Your instructions
Look for "different" in each line of the entries, and return the matching lines.

Collected data
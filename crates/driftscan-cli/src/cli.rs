//! Command line arguments.

use std::path::PathBuf;

use anyhow::Context;
use clap::{Args, Parser, Subcommand};
use driftscan_core::AuditConfig;
use tracing::info;

/// Audit GitOps coverage of Kubernetes clusters and detect drift between them.
#[derive(Parser, Debug)]
#[command(name = "driftscan")]
#[command(author, version, about, long_about = None)]
pub struct Cli {
    /// Enable debug logging.
    #[arg(long, global = true)]
    pub debug: bool,

    #[command(subcommand)]
    pub command: Command,
}

#[derive(Subcommand, Debug)]
pub enum Command {
    /// Report which resources of a cluster are not managed through GitOps.
    Audit(AuditArgs),
    /// Compare the resources of two clusters.
    Diff(DiffArgs),
}

#[derive(Args, Debug)]
pub struct AuditArgs {
    #[command(flatten)]
    pub scan: ScanArgs,

    /// Kubeconfig context to audit. Defaults to the current context.
    #[arg(long)]
    pub context: Option<String>,
}

#[derive(Args, Debug)]
pub struct DiffArgs {
    #[command(flatten)]
    pub scan: ScanArgs,

    /// Kubeconfig context of the source cluster.
    #[arg(long)]
    pub source: String,

    /// Kubeconfig context of the target cluster.
    #[arg(long)]
    pub target: String,

    /// Also report resources whose contents differ.
    #[arg(long)]
    pub compare_contents: bool,

    /// Treat resources with different API versions as different resources.
    #[arg(long)]
    pub strict_api_version: bool,
}

/// Options shared by every scan.
#[derive(Args, Debug, Clone, Default)]
pub struct ScanArgs {
    /// Namespaces to scan, comma separated.
    #[arg(value_name = "NAMESPACES", value_delimiter = ',')]
    pub positional: Vec<String>,

    /// Namespaces to scan, comma separated.
    #[arg(short = 'n', long = "namespaces", value_delimiter = ',')]
    pub namespaces: Vec<String>,

    /// Only scan namespaces matching this regular expression.
    #[arg(short = 'r', long)]
    pub regex: Option<String>,

    /// Skip namespaces matching this regular expression.
    #[arg(long)]
    pub exclude: Option<String>,

    /// Namespaces scanned in parallel.
    #[arg(short = 'P', long)]
    pub parallel: Option<usize>,

    /// Rules file.
    #[arg(short = 'f', long, env = "DRIFTSCAN_CONFIG")]
    pub config: Option<PathBuf>,

    /// Resource types per batch, 0 to size automatically.
    #[arg(long)]
    pub batch_size: Option<usize>,

    /// Only scan the important resource types from the rules file.
    #[arg(long)]
    pub fast: bool,

    /// Deadline of the first attempt of each list call, in seconds.
    #[arg(long)]
    pub timeout: Option<u64>,

    /// Attempts per resource type before giving up.
    #[arg(long)]
    pub retry: Option<u32>,
}

impl ScanArgs {
    /// Namespaces named on the command line. Positional names win over `-n`.
    pub fn requested_namespaces(&self) -> Vec<String> {
        let names = if self.positional.is_empty() {
            &self.namespaces
        } else {
            &self.positional
        };
        names
            .iter()
            .map(|name| name.trim())
            .filter(|name| !name.is_empty())
            .map(ToString::to_string)
            .collect()
    }

    /// Load the rules file, then apply environment and flag overrides.
    pub fn load_config(&self) -> anyhow::Result<AuditConfig> {
        let mut config = match &self.config {
            Some(path) => {
                let config = AuditConfig::load(path)
                    .with_context(|| format!("failed to load config {}", path.display()))?;
                info!(path = %path.display(), "Loaded config");
                config
            }
            None => AuditConfig::default(),
        };

        config.apply_env_overrides();
        self.apply_to(&mut config);
        config.validate().context("invalid configuration")?;
        Ok(config)
    }

    fn apply_to(&self, config: &mut AuditConfig) {
        if let Some(batch_size) = self.batch_size {
            config.performance.batch_size = batch_size;
        }
        if let Some(timeout) = self.timeout {
            config.retry.base_timeout_secs = timeout;
        }
        if let Some(attempts) = self.retry {
            config.retry.max_attempts = attempts;
        }

        if self.fast {
            info!(
                types = config.resource_types.important.len(),
                "Fast scan, important resource types only"
            );
            if self.parallel.is_none() {
                config.performance.max_concurrent = config.performance.fast_scan_concurrent;
            }
        } else {
            config.resource_types.important.clear();
        }

        if let Some(parallel) = self.parallel {
            config.performance.max_concurrent = parallel;
        }
    }
}
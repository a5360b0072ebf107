//! Driftscan configuration.
//!
//! The configuration is a YAML document where every section is optional.
//! It is loaded once, optionally patched from the environment, and then
//! compiled into [`ClassificationRules`] before any cluster is contacted.

use std::collections::{BTreeMap, HashSet};
use std::path::Path;
use std::time::Duration;

use serde::{Deserialize, Serialize};
use tracing::warn;

use crate::error::{ConfigError, Result};
use crate::pattern::ExclusionRule;
use crate::rules::ClassificationRules;

/// Top-level driftscan configuration.
#[derive(Debug, Clone, Default, Deserialize)]
#[serde(default)]
pub struct AuditConfig {
    /// Labels and annotations that mark a resource as GitOps-managed.
    #[serde(alias = "argocd")]
    pub gitops: GitOpsConfig,

    /// Exclusion rules.
    pub exclusions: ExclusionList,

    /// Annotations that mark a resource as created by automation.
    pub auto_managed: AutoManagedConfig,

    /// Regular expressions for platform-managed names.
    pub patterns: PatternsConfig,

    /// Resource type selection.
    pub resource_types: ResourceTypeSettings,

    /// Concurrency and batching.
    pub performance: PerformanceConfig,

    /// Dual-cluster comparison settings.
    pub comparison: ComparisonSettings,

    /// Retry policy for resource fetches.
    pub retry: RetryConfig,
}

/// GitOps ownership markers.
#[derive(Debug, Clone, Default, Deserialize)]
#[serde(default)]
pub struct GitOpsConfig {
    /// Label keys that mark a resource as managed.
    pub managed_labels: Vec<String>,
    /// Annotation keys that mark a resource as managed.
    pub sync_annotations: Vec<String>,
}

/// Exclusion rules, either as a flat list or grouped by category.
///
/// ```yaml
/// exclusions:
///   - "kube-system/*/*"
///   - { namespace: "*", kind: ConfigMap, name: kube-root-ca.crt }
/// ```
///
/// or
///
/// ```yaml
/// exclusions:
///   system:
///     - "kube-system/*/*"
/// ```
#[derive(Debug, Clone, Deserialize)]
#[serde(untagged)]
pub enum ExclusionList {
    /// A single list of rules.
    Flat(Vec<ExclusionEntry>),
    /// Rules grouped under arbitrary category names.
    Grouped(BTreeMap<String, Vec<ExclusionEntry>>),
}

impl Default for ExclusionList {
    fn default() -> Self {
        Self::Flat(Vec::new())
    }
}

/// A single exclusion rule as written in the configuration.
#[derive(Debug, Clone, Deserialize)]
#[serde(untagged)]
pub enum ExclusionEntry {
    /// A `namespace/Kind/name` string.
    Text(String),
    /// An explicit mapping.
    Rule(ExclusionRule),
}

impl ExclusionList {
    fn entries(&self) -> Box<dyn Iterator<Item = &ExclusionEntry> + '_> {
        match self {
            Self::Flat(entries) => Box::new(entries.iter()),
            Self::Grouped(groups) => Box::new(groups.values().flatten()),
        }
    }

    /// Parse every entry into a rule.
    ///
    /// Strings that do not have exactly three `/`-separated parts are
    /// skipped with a warning.
    #[must_use]
    pub fn rules(&self) -> Vec<ExclusionRule> {
        self.entries()
            .filter_map(|entry| match entry {
                ExclusionEntry::Rule(rule) => Some(rule.clone()),
                ExclusionEntry::Text(text) => {
                    let parsed = ExclusionRule::parse(text);
                    if parsed.is_none() {
                        warn!(rule = %text, "skipping exclusion rule, expected namespace/Kind/name");
                    }
                    parsed
                }
            })
            .collect()
    }
}

/// Annotations that mark objects created by automation.
#[derive(Debug, Clone, Default, Deserialize)]
#[serde(default)]
pub struct AutoManagedConfig {
    /// Annotation keys that exclude a resource of any kind.
    pub annotations: Vec<String>,
    /// Annotation keys that exclude a `Secret`.
    pub cert_manager_annotations: Vec<String>,
}

/// Regular expressions for names of platform-managed objects.
#[derive(Debug, Clone, Default, Deserialize)]
#[serde(default)]
pub struct PatternsConfig {
    /// Patterns matched against `Secret` names.
    pub secret_patterns: Vec<String>,
    /// Patterns per kind, matched against object names.
    #[serde(alias = "rancher_managed")]
    pub platform_managed: BTreeMap<String, Vec<String>>,
    /// Pattern matched against `PersistentVolumeClaim` names.
    pub statefulset_pvc: Option<String>,
}

/// Resource type selection.
#[derive(Debug, Clone, Default, Deserialize)]
#[serde(default)]
pub struct ResourceTypeSettings {
    /// Resource names (`name` or `name.group`) never scanned.
    pub skip: HashSet<String>,
    /// When non-empty, the only resource types scanned. Discovery is skipped.
    pub important: Vec<String>,
}

impl ResourceTypeSettings {
    /// Whether a discovered resource is in the skip set.
    ///
    /// Both the bare plural name and the group-qualified `name.group` form
    /// are checked.
    #[must_use]
    pub fn is_skipped(&self, name: &str, group: &str) -> bool {
        if self.skip.contains(name) {
            return true;
        }
        !group.is_empty() && self.skip.contains(&format!("{name}.{group}"))
    }

    /// The fixed resource type list, if one is configured.
    #[must_use]
    pub fn important(&self) -> Option<&[String]> {
        (!self.important.is_empty()).then_some(self.important.as_slice())
    }
}

/// Concurrency and batching settings.
#[derive(Debug, Clone, Deserialize)]
pub struct PerformanceConfig {
    /// Requested namespace-level parallelism.
    #[serde(
        default = "PerformanceConfig::default_max_concurrent",
        alias = "default_max_concurrent"
    )]
    pub max_concurrent: usize,

    /// Namespace-level parallelism in fast-scan mode.
    #[serde(default = "PerformanceConfig::default_fast_scan_concurrent")]
    pub fast_scan_concurrent: usize,

    /// Resource types per batch; `0` computes it from the type count.
    #[serde(default)]
    pub batch_size: usize,

    /// Parallel resource-type batches within one namespace.
    #[serde(default = "PerformanceConfig::default_namespace_batch_concurrency")]
    pub namespace_batch_concurrency: usize,
}

impl PerformanceConfig {
    const fn default_max_concurrent() -> usize {
        10
    }

    const fn default_fast_scan_concurrent() -> usize {
        5
    }

    const fn default_namespace_batch_concurrency() -> usize {
        2
    }
}

impl Default for PerformanceConfig {
    fn default() -> Self {
        Self {
            max_concurrent: Self::default_max_concurrent(),
            fast_scan_concurrent: Self::default_fast_scan_concurrent(),
            batch_size: 0,
            namespace_batch_concurrency: Self::default_namespace_batch_concurrency(),
        }
    }
}

/// Dual-cluster comparison settings.
#[derive(Debug, Clone, Copy, Default, PartialEq, Eq, Serialize, Deserialize)]
#[serde(default)]
pub struct ComparisonSettings {
    /// Hash and compare object contents for resources present in both clusters.
    pub compare_resource_contents: bool,
    /// Treat objects that differ only in `apiVersion` as different objects.
    pub strict_api_version: bool,
}

/// Retry policy for a single resource-type fetch.
#[derive(Debug, Clone, Deserialize)]
pub struct RetryConfig {
    /// Attempts per fetch, including the first.
    #[serde(default = "RetryConfig::default_max_attempts")]
    pub max_attempts: u32,

    /// Deadline of the first attempt, in seconds.
    #[serde(default = "RetryConfig::default_base_timeout")]
    pub base_timeout_secs: u64,

    /// Extra deadline per subsequent attempt, in seconds.
    #[serde(default = "RetryConfig::default_timeout_step")]
    pub timeout_step_secs: u64,

    /// Backoff before the first retry, in milliseconds. Doubles per retry.
    #[serde(default = "RetryConfig::default_initial_backoff")]
    pub initial_backoff_ms: u64,
}

impl RetryConfig {
    const fn default_max_attempts() -> u32 {
        3
    }

    const fn default_base_timeout() -> u64 {
        20
    }

    const fn default_timeout_step() -> u64 {
        10
    }

    const fn default_initial_backoff() -> u64 {
        1000
    }

    /// Deadline for the zero-based `attempt`.
    #[must_use]
    pub fn attempt_timeout(&self, attempt: u32) -> Duration {
        Duration::from_secs(
            self.base_timeout_secs
                .saturating_add(self.timeout_step_secs.saturating_mul(u64::from(attempt))),
        )
    }

    /// Backoff before the first retry.
    #[must_use]
    pub fn initial_backoff(&self) -> Duration {
        Duration::from_millis(self.initial_backoff_ms)
    }
}

impl Default for RetryConfig {
    fn default() -> Self {
        Self {
            max_attempts: Self::default_max_attempts(),
            base_timeout_secs: Self::default_base_timeout(),
            timeout_step_secs: Self::default_timeout_step(),
            initial_backoff_ms: Self::default_initial_backoff(),
        }
    }
}

impl AuditConfig {
    /// Parse and validate a configuration document.
    ///
    /// # Errors
    ///
    /// Returns an error if the YAML is malformed or a value is out of range.
    pub fn from_yaml_str(yaml: &str) -> Result<Self> {
        let config: Self = if yaml.trim().is_empty() {
            Self::default()
        } else {
            serde_yaml::from_str(yaml)?
        };
        config.validate()?;
        Ok(config)
    }

    /// Load and validate a configuration file.
    ///
    /// # Errors
    ///
    /// Returns an error if the file cannot be read, is malformed, or holds an
    /// out-of-range value.
    pub fn load(path: impl AsRef<Path>) -> Result<Self> {
        let path = path.as_ref();
        let contents = std::fs::read_to_string(path).map_err(|source| ConfigError::Read {
            path: path.to_path_buf(),
            source,
        })?;
        Self::from_yaml_str(&contents)
    }

    /// Apply overrides from environment variables.
    ///
    /// Supported environment variables:
    /// - `DRIFTSCAN_MAX_CONCURRENT`: namespace-level parallelism
    /// - `DRIFTSCAN_BATCH_SIZE`: resource types per batch
    /// - `DRIFTSCAN_COMPARE_CONTENTS`: enable content hashing (`true`/`false`)
    /// - `DRIFTSCAN_STRICT_API_VERSION`: key on `apiVersion` (`true`/`false`)
    ///
    /// Unparseable values are ignored.
    pub fn apply_env_overrides(&mut self) {
        self.apply_overrides(|key| std::env::var(key).ok());
    }

    fn apply_overrides(&mut self, lookup: impl Fn(&str) -> Option<String>) {
        if let Some(n) = lookup("DRIFTSCAN_MAX_CONCURRENT").and_then(|v| v.parse().ok()) {
            if n > 0 {
                self.performance.max_concurrent = n;
            }
        }
        if let Some(n) = lookup("DRIFTSCAN_BATCH_SIZE").and_then(|v| v.parse().ok()) {
            self.performance.batch_size = n;
        }
        if let Some(flag) = lookup("DRIFTSCAN_COMPARE_CONTENTS").and_then(|v| parse_flag(&v)) {
            self.comparison.compare_resource_contents = flag;
        }
        if let Some(flag) = lookup("DRIFTSCAN_STRICT_API_VERSION").and_then(|v| parse_flag(&v)) {
            self.comparison.strict_api_version = flag;
        }
    }

    /// Check numeric settings.
    ///
    /// # Errors
    ///
    /// Returns [`ConfigError::InvalidValue`] for a zero concurrency or
    /// attempt count.
    pub fn validate(&self) -> Result<()> {
        let checks = [
            ("performance.max_concurrent", self.performance.max_concurrent),
            (
                "performance.fast_scan_concurrent",
                self.performance.fast_scan_concurrent,
            ),
            (
                "performance.namespace_batch_concurrency",
                self.performance.namespace_batch_concurrency,
            ),
        ];
        for (field, value) in checks {
            if value == 0 {
                return Err(ConfigError::InvalidValue(format!(
                    "{field} must be at least 1"
                )));
            }
        }
        if self.retry.max_attempts == 0 {
            return Err(ConfigError::InvalidValue(
                "retry.max_attempts must be at least 1".to_string(),
            ));
        }
        Ok(())
    }

    /// Compile exclusion rules and regular expressions.
    ///
    /// # Errors
    ///
    /// Returns [`ConfigError::InvalidPattern`] for the first regular
    /// expression that fails to compile.
    pub fn compile_rules(&self) -> Result<ClassificationRules> {
        ClassificationRules::compile(self)
    }
}

fn parse_flag(value: &str) -> Option<bool> {
    match value.trim().to_ascii_lowercase().as_str() {
        "1" | "true" | "yes" | "on" => Some(true),
        "0" | "false" | "no" | "off" => Some(false),
        _ => None,
    }
}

Reply
    /// Treat resources with different API versions as different resources.
    /// Treat objects that differ only in `apiVersion` as different objects.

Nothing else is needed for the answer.